Your instructions
The answer should be an exact repeat of the stretch of material below from the line containing "pub(super) struct FunctionScope" through the line containing "owns their lifetime).".

Supplied records
######

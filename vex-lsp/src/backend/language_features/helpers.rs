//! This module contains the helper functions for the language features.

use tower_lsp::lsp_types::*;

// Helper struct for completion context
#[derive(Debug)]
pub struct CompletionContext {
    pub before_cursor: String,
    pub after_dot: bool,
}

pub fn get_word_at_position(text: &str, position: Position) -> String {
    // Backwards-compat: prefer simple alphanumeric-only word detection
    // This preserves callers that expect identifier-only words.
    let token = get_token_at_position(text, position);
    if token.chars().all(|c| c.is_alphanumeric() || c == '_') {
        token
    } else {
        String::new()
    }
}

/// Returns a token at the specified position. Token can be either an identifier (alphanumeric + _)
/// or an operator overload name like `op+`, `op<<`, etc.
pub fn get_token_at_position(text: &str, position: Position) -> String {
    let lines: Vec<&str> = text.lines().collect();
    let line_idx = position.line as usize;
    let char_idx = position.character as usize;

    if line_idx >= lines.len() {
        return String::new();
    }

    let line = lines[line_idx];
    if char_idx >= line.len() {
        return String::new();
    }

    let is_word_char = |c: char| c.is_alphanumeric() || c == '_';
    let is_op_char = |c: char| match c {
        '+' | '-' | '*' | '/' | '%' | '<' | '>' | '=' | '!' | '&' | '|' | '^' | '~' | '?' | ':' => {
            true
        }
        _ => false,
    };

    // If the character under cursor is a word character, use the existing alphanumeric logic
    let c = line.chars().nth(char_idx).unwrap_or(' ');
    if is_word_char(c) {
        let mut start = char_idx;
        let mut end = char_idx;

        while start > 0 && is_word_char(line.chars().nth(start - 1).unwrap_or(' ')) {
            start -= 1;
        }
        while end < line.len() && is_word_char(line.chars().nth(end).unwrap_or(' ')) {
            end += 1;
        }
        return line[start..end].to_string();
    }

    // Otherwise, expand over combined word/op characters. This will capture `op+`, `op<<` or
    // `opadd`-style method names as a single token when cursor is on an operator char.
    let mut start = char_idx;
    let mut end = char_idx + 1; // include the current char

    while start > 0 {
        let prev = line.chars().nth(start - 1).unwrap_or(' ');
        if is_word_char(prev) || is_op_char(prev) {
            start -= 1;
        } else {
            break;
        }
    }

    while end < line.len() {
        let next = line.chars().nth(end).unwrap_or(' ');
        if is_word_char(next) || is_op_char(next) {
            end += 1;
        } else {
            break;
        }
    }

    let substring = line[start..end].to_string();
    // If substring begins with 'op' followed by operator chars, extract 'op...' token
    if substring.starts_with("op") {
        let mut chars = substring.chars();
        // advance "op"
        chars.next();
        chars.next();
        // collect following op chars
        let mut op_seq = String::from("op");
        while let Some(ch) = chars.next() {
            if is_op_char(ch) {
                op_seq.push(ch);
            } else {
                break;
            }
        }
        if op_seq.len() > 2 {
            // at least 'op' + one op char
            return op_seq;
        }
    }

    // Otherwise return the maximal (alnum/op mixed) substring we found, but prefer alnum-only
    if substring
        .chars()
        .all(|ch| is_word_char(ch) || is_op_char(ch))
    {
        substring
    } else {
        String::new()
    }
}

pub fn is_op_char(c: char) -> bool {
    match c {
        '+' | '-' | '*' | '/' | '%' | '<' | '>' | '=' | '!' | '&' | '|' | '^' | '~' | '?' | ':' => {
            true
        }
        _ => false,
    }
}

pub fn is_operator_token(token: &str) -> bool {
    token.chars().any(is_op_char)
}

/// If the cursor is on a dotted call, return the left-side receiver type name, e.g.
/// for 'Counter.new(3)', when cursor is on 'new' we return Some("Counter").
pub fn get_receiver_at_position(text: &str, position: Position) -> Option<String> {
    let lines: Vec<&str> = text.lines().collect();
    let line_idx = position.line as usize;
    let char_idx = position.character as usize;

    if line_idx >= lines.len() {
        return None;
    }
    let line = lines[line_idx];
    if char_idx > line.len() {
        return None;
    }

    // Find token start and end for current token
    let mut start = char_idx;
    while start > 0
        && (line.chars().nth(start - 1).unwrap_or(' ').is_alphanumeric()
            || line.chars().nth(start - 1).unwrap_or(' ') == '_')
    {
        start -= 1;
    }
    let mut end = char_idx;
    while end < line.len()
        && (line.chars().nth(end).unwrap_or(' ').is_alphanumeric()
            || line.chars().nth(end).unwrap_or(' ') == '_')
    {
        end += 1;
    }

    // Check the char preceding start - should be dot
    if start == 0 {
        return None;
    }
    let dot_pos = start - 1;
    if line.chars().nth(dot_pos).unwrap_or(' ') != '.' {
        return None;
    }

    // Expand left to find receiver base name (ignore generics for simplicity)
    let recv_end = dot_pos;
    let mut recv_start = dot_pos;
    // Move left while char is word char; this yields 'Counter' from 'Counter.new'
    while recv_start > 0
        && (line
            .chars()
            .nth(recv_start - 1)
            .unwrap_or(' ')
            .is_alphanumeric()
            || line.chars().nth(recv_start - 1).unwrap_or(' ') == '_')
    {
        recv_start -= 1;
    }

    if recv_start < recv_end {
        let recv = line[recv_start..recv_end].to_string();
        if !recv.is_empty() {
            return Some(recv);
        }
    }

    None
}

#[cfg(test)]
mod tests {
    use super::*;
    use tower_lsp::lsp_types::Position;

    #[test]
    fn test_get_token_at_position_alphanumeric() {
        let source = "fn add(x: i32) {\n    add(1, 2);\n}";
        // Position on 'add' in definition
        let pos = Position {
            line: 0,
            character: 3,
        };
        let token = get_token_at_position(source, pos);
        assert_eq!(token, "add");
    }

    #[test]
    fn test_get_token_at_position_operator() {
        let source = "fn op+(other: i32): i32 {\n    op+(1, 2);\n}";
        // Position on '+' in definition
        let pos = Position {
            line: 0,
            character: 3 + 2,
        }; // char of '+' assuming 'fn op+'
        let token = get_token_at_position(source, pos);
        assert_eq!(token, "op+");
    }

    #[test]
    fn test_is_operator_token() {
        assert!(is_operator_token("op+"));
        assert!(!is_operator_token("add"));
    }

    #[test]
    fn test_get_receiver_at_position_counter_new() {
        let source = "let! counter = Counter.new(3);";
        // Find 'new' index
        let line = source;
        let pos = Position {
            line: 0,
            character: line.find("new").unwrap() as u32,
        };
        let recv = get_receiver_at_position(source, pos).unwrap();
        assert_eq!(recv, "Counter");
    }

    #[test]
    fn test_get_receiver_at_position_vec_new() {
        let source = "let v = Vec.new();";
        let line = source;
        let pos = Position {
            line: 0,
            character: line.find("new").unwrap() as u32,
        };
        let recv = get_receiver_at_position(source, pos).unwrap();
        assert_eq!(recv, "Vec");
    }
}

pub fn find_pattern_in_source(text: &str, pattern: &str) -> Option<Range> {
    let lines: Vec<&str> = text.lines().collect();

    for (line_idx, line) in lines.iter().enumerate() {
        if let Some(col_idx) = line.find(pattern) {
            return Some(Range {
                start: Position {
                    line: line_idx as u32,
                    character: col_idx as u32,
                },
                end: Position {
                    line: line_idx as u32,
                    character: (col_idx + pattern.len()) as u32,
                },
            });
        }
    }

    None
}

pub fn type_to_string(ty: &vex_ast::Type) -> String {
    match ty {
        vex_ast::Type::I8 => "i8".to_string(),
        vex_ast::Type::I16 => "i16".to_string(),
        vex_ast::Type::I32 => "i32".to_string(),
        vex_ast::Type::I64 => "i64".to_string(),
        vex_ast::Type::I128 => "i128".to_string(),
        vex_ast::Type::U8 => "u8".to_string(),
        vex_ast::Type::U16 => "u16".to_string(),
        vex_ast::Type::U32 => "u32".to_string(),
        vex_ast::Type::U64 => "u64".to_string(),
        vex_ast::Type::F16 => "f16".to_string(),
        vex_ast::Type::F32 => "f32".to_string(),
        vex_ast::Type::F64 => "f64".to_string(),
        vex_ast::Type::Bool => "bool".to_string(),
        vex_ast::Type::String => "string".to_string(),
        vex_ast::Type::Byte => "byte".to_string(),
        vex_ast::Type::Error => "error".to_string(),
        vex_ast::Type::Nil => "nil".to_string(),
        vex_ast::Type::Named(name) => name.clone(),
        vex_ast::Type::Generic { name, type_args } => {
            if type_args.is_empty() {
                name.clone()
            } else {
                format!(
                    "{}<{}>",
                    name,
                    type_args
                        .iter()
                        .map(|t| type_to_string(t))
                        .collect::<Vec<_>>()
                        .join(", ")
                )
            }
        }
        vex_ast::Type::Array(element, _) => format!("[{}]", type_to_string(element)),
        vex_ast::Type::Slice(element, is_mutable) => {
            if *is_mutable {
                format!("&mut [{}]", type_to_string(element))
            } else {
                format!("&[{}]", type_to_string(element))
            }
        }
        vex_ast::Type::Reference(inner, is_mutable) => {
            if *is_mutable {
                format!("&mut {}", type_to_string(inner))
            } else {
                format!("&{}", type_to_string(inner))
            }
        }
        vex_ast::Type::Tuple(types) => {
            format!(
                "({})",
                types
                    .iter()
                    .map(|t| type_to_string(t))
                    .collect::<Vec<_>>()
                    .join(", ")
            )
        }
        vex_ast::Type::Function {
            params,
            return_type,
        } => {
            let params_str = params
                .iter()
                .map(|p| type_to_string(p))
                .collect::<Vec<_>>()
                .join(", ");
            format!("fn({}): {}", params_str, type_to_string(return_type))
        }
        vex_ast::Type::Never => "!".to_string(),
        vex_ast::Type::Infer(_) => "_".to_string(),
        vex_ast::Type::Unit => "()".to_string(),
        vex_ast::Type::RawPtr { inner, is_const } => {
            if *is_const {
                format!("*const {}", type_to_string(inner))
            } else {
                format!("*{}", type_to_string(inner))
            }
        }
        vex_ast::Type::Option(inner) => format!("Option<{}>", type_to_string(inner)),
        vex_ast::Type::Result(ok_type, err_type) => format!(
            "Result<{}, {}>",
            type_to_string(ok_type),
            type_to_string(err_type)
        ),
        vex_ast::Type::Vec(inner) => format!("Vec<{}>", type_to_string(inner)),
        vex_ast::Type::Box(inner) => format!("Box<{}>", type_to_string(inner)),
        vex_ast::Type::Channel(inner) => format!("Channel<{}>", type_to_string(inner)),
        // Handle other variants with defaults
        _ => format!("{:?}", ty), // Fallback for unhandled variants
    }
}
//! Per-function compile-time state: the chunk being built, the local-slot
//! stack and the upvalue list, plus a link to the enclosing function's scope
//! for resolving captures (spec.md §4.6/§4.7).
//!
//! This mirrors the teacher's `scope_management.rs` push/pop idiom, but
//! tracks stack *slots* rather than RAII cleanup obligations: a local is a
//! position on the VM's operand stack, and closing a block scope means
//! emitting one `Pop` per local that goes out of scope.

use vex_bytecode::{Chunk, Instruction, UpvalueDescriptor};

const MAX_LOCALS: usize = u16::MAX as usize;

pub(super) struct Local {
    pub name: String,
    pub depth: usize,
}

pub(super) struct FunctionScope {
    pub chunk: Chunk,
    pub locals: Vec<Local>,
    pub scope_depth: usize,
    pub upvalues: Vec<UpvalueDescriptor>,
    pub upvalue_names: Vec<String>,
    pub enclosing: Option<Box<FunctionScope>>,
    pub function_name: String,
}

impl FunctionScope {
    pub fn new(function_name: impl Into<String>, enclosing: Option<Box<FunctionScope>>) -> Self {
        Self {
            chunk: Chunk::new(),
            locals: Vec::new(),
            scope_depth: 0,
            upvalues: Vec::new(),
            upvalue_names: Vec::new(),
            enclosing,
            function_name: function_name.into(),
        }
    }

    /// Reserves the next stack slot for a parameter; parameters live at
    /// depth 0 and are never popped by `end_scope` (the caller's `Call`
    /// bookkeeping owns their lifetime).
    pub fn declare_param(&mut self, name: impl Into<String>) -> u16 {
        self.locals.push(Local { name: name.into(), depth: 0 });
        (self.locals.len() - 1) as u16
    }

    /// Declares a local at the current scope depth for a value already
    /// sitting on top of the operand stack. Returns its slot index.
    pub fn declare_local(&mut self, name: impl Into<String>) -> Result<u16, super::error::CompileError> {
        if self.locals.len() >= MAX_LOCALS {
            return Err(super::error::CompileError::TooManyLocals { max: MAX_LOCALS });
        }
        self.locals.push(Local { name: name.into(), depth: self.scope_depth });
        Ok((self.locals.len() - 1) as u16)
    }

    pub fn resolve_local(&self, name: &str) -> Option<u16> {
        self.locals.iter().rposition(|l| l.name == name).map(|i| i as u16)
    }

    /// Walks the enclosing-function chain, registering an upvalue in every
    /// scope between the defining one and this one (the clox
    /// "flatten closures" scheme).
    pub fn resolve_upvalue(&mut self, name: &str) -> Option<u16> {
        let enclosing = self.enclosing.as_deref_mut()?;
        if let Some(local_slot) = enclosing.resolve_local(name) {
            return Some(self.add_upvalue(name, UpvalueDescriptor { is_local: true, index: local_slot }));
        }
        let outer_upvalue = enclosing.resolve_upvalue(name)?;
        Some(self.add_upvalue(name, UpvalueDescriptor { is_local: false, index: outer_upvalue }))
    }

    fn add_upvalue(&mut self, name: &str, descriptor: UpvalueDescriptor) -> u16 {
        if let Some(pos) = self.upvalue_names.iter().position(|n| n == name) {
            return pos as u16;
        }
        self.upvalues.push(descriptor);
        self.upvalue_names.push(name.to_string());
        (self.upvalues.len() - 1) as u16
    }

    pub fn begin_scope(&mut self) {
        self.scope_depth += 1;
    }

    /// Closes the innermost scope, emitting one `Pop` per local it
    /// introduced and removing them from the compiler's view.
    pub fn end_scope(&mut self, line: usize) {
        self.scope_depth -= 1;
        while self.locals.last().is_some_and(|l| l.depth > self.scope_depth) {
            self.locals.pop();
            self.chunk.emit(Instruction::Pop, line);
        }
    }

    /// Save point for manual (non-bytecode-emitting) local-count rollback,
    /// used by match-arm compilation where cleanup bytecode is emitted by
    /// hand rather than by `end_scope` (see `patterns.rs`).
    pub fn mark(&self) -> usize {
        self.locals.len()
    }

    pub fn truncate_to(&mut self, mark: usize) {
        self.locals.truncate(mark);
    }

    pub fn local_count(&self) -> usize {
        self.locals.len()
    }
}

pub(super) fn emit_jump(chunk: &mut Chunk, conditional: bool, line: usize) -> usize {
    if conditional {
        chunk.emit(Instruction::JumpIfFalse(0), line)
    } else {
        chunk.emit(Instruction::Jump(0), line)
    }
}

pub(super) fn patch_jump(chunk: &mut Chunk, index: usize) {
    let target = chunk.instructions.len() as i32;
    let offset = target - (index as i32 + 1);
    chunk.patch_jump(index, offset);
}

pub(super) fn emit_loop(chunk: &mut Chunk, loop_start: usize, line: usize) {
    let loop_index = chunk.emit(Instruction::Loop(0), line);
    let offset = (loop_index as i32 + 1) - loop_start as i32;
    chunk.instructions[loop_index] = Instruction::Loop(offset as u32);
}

######

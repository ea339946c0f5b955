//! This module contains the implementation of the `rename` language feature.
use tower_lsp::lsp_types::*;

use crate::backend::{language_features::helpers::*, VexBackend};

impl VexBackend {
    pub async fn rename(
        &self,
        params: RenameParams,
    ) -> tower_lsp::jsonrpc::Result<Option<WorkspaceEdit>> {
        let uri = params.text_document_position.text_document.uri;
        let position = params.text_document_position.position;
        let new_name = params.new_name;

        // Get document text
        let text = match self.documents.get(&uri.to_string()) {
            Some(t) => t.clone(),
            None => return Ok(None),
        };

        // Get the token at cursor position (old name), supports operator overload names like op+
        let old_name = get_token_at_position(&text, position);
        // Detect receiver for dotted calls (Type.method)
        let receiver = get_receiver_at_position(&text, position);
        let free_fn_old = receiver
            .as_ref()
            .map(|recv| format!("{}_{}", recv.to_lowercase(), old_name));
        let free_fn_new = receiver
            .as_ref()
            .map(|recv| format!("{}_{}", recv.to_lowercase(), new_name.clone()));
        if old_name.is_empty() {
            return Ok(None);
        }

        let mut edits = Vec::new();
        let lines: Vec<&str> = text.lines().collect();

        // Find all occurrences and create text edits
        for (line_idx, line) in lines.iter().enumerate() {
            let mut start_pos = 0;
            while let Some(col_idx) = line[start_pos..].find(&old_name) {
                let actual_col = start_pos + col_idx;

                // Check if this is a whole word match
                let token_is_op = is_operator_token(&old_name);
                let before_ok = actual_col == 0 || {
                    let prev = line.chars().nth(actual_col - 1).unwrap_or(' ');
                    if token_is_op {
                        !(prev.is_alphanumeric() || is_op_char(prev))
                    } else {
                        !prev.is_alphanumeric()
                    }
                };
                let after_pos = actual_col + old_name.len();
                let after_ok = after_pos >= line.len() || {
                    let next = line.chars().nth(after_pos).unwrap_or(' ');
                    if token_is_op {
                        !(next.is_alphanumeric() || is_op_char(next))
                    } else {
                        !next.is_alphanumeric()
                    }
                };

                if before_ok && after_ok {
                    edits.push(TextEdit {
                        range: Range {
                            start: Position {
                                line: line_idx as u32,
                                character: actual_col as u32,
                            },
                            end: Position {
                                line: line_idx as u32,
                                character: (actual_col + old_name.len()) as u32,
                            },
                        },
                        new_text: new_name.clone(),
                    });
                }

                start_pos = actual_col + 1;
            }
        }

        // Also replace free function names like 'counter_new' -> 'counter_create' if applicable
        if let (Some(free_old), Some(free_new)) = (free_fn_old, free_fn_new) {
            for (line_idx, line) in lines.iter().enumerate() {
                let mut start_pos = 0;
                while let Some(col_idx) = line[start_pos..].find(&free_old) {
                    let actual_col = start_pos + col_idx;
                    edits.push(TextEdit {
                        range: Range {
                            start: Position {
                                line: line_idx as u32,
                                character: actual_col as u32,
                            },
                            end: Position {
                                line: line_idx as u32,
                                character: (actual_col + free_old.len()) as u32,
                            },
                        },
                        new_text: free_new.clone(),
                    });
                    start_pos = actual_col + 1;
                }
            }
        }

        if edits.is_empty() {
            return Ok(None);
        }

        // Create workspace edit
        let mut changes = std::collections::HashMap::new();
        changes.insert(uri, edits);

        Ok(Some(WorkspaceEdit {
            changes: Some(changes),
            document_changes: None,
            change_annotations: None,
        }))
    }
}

######

Solution
pub(super) struct FunctionScope {
    pub chunk: Chunk,
    pub locals: Vec<Local>,
    pub scope_depth: usize,
    pub upvalues: Vec<UpvalueDescriptor>,
    pub upvalue_names: Vec<String>,
    pub enclosing: Option<Box<FunctionScope>>,
    pub function_name: String,
}

impl FunctionScope {
    pub fn new(function_name: impl Into<String>, enclosing: Option<Box<FunctionScope>>) -> Self {
        Self {
            chunk: Chunk::new(),
            locals: Vec::new(),
            scope_depth: 0,
            upvalues: Vec::new(),
            upvalue_names: Vec::new(),
            enclosing,
            function_name: function_name.into(),
        }
    }

    /// Reserves the next stack slot for a parameter; parameters live at
    /// depth 0 and are never popped by `end_scope` (the caller's `Call`
    /// bookkeeping owns their lifetime).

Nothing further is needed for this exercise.